Four-time NBA champion LeBron James spends $1.5 million a year on his body. Seattle Seahawks quarterback Russell Wilson revealed on Bill Simmons’ podcast recently that he spends more than $1 million annually taking care of himself.
It goes without saying that such high-level athletes need access to the best fitness and recovery equipment. But much of their investment goes to actual humans such as personal trainers, chiropractors, massage therapists, and the like.
Big box gyms like New York Sports Club, LA Fitness, and Equinox have proven for years that the highest-end exercise equipment is useless if you don’t have someone to show you how to use it properly, create a program that will help you reach your goals, and hold you accountable to the work that needs to be done to get there.
Now, I’m not suggesting that you should spend $1 million a year on your body even if you had that much disposable income.
But I am saying this: Of all the things we could be spending our money on, our body and health are among the very best investments with a very high return.
I’m guilty as charged here: If I added up all the cups of Starbucks and lunches from Panera that I bought in a year, I could have a team of fitness professionals and health practitioners taking care of me and I’d probably be a lot happier and healthier. Whenever someone tells me that they “can’t afford” to hire a trainer, coach, or another healthcare practitioner, I’m dubious. Oftentimes, it isn’t a matter of not having the money. It’s how we’ve chosen to spend it.
And too often, we spend it on everything but ourselves.
This was never more apparent than during the pandemic when the data were clear: Those who were overweight or suffering from lifestyle diseases like type II diabetes or cardiovascular disease were at a much greater risk of serious illness or death from COVID-19.
One of my sincere hopes is that this experience has reinforced how important it is to take care of ourselves first. But it’s even simpler than that. Financial advisors and coaches have been teaching for decades the importance of saving and making regular deposits into our retirement accounts so we can live comfortably as we get older.
And there’s no doubt that’s important.
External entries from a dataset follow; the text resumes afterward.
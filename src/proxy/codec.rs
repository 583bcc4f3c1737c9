use std::net::SocketAddr;
use std::time::Duration;

use anyhow::{anyhow, bail, ensure, Context, Result};
use http::Method;
use tokio::io::{AsyncBufReadExt, AsyncRead, BufReader};
use tokio::time::Instant;

use crate::util::timeout_with_context;

/// Parsed HTTP/1.1 request head: the request line plus accumulated headers.
#[derive(Debug)]
pub(crate) struct RequestHead {
    pub method: Method,
    pub target: String,
    pub headers: HeaderAccumulator,
}

/// Collects request headers while enforcing size limits and the invariants
/// the forwarding path depends on (single Host, single framing declaration).
/// Every observed header is retained for field projection; forwarding applies
/// its own filter.
#[derive(Debug)]
pub(crate) struct HeaderAccumulator {
    max_bytes: usize,
    consumed: usize,
    headers: Vec<(String, String)>,
    host: Option<String>,
    content_length: Option<u64>,
    chunked: bool,
}

impl HeaderAccumulator {
    pub fn new(max_bytes: usize) -> Self {
        Self {
            max_bytes,
            consumed: 0,
            headers: Vec::new(),
            host: None,
            content_length: None,
            chunked: false,
        }
    }

    /// Feeds one raw header line. Returns false on the blank terminator.
    pub fn push_line(&mut self, line: &str) -> Result<bool> {
        self.consumed = self
            .consumed
            .checked_add(line.len())
            .ok_or_else(|| anyhow!("header section exceeds configured limit"))?;
        ensure!(
            self.consumed <= self.max_bytes,
            "header section exceeds configured limit"
        );

        let trimmed = line.trim_end_matches(['\r', '\n']);
        if trimmed.is_empty() {
            return Ok(false);
        }

        let (name, value) = trimmed
            .split_once(':')
            .ok_or_else(|| anyhow!("header missing ':' separator"))?;
        let name = name.trim().to_ascii_lowercase();
        let value = value.trim().to_string();
        ensure!(!name.is_empty(), "header name must not be empty");
        ensure!(
            http::header::HeaderName::from_bytes(name.as_bytes()).is_ok(),
            "invalid header name '{name}'"
        );

        match name.as_str() {
            "host" => {
                if self.host.is_some() {
                    bail!("duplicate Host header");
                }
                ensure!(!value.is_empty(), "Host header must not be empty");
                self.host = Some(normalize_host(&value)?);
            }
            "content-length" => {
                if self.chunked {
                    bail!("request must not include both Content-Length and Transfer-Encoding");
                }
                if self.content_length.is_some() {
                    bail!("multiple Content-Length headers are not supported");
                }
                let length: u64 = value
                    .parse()
                    .with_context(|| format!("invalid Content-Length value '{value}'"))?;
                self.content_length = Some(length);
            }
            "transfer-encoding" => {
                if self.chunked {
                    bail!("duplicate Transfer-Encoding header");
                }
                if self.content_length.is_some() {
                    bail!("request must not include both Content-Length and Transfer-Encoding");
                }
                let encodings: Vec<String> = value
                    .split(',')
                    .map(|item| item.trim().to_ascii_lowercase())
                    .filter(|item| !item.is_empty())
                    .collect();
                if encodings.len() != 1 || encodings[0] != "chunked" {
                    bail!("unsupported Transfer-Encoding '{value}'");
                }
                self.chunked = true;
            }
            _ => {}
        }

        self.headers.push((name, value));
        Ok(true)
    }

    pub fn host(&self) -> Option<&str> {
        self.host.as_deref()
    }

    pub fn content_length(&self) -> Option<u64> {
        self.content_length
    }

    pub fn is_chunked(&self) -> bool {
        self.chunked
    }

    pub fn into_headers(self) -> Vec<(String, String)> {
        self.headers
    }
}

/// Lowercases and validates a Host header value, keeping any port out of the
/// routed name.
fn normalize_host(value: &str) -> Result<String> {
    ensure!(
        !value.chars().any(|c| c.is_whitespace()),
        "Host header must not contain whitespace"
    );
    ensure!(
        !value.contains('@') && !value.contains('/'),
        "Host header must not contain userinfo or path"
    );
    let lower = value.to_ascii_lowercase();
    let host = if let Some(rest) = lower.strip_prefix('[') {
        // IPv6 literal, possibly with a port after the bracket.
        rest.split(']').next().unwrap_or(rest).to_string()
    } else {
        lower.split(':').next().unwrap_or(&lower).to_string()
    };
    ensure!(!host.is_empty(), "Host header missing hostname");
    Ok(host)
}

/// Reads one request head within `header_timeout`, waiting up to
/// `idle_timeout` for the first byte. `Ok(None)` means the peer closed or
/// went idle without starting a request.
pub(crate) async fn read_request_head<S>(
    reader: &mut BufReader<S>,
    peer: SocketAddr,
    idle_timeout: Duration,
    header_timeout: Duration,
    max_header_bytes: usize,
) -> Result<Option<RequestHead>>
where
    S: AsyncRead + Unpin,
{
    let available = match tokio::time::timeout(idle_timeout, reader.fill_buf()).await {
        Ok(Ok(buffer)) => buffer,
        Ok(Err(err)) => {
            return Err(err).with_context(|| format!("waiting for request data from {peer}"));
        }
        Err(_) => return Ok(None),
    };
    if available.is_empty() {
        return Ok(None);
    }

    let deadline = Instant::now() + header_timeout;
    let Some(request_line) = read_line(reader, peer, deadline, max_header_bytes).await? else {
        return Ok(None);
    };
    ensure!(!request_line.is_empty(), "empty request line from {peer}");

    let mut parts = request_line.split_whitespace();
    let method_str = parts
        .next()
        .ok_or_else(|| anyhow!("malformed request line: missing method"))?;
    let target = parts
        .next()
        .ok_or_else(|| anyhow!("malformed request line: missing target"))?;
    let version = parts
        .next()
        .ok_or_else(|| anyhow!("malformed request line: missing version"))?;
    if parts.next().is_some() {
        bail!("malformed request line: unexpected data");
    }
    match version {
        "HTTP/1.1" => {}
        "HTTP/1.0" => bail!("HTTP/1.0 requests are not supported"),
        other => bail!("invalid HTTP version '{other}'"),
    }
    ensure!(
        target.starts_with('/') || (method_str == "OPTIONS" && target == "*"),
        "request target must be origin-form"
    );
    let method = Method::from_bytes(method_str.as_bytes())
        .with_context(|| format!("invalid method '{method_str}'"))?;
    bail_on_connect(&method)?;

    let mut headers = HeaderAccumulator::new(max_header_bytes);
    loop {
        let Some(line) = read_line(reader, peer, deadline, max_header_bytes).await? else {
            bail!("connection closed while reading headers from {peer}");
        };
        if !headers
            .push_line(&format!("{line}\r\n"))
            .with_context(|| format!("invalid header from {peer}"))?
        {
            break;
        }
    }

    Ok(Some(RequestHead {
        method,
        target: target.to_string(),
        headers,
    }))
}

fn bail_on_connect(method: &Method) -> Result<()> {
    ensure!(
        method != Method::CONNECT,
        "CONNECT is not supported on the data plane"
    );
    Ok(())
}

/// Reads a single CRLF-terminated line under the shared header deadline.
/// `Ok(None)` only when the stream ends cleanly before any byte of the line.
async fn read_line<S>(
    reader: &mut BufReader<S>,
    peer: SocketAddr,
    deadline: Instant,
    max_len: usize,
) -> Result<Option<String>>
where
    S: AsyncRead + Unpin,
{
    let mut line = Vec::new();
    let context = format!("reading request head from {peer}");

    loop {
        let remaining = deadline
            .checked_duration_since(Instant::now())
            .filter(|left| !left.is_zero())
            .ok_or_else(|| anyhow!("timed out {context}"))?;
        let available = timeout_with_context(remaining, reader.fill_buf(), context.as_str()).await?;

        if available.is_empty() {
            if line.is_empty() {
                return Ok(None);
            }
            bail!("connection closed mid-line from {peer}");
        }

        let newline = available.iter().position(|byte| *byte == b'\n');
        let consume = newline.map(|idx| idx + 1).unwrap_or(available.len());
        if line.len() + consume > max_len {
            bail!("request head line exceeds configured limit of {max_len} bytes");
        }
        line.extend_from_slice(&available[..consume]);
        reader.consume(consume);

        if newline.is_some() {
            break;
        }
    }

    let mut text =
        String::from_utf8(line).map_err(|_| anyhow!("request head contained invalid bytes"))?;
    text.pop();
    if text.ends_with('\r') {
        text.pop();
    }
    Ok(Some(text))
}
But I also hope that someday we’ll get to the point where investing in our bodies and health is prioritized just as much.
Think about it. If you have a huge nest egg of money, but don’t have the physical means to enjoy it, your health is suffering, or you can’t experience life with your significant other and grandkids, then what is the real worth of the money?
So back to the question in the subject line: “How much is your body worth?”
It doesn’t take a million dollars a year to be strong and healthy, avoid disease, and enhance our longevity unless you’re LeBron James. But it probably costs more than we’re currently spending. And it’s definitely worth more than Starbucks or Panera in the long run.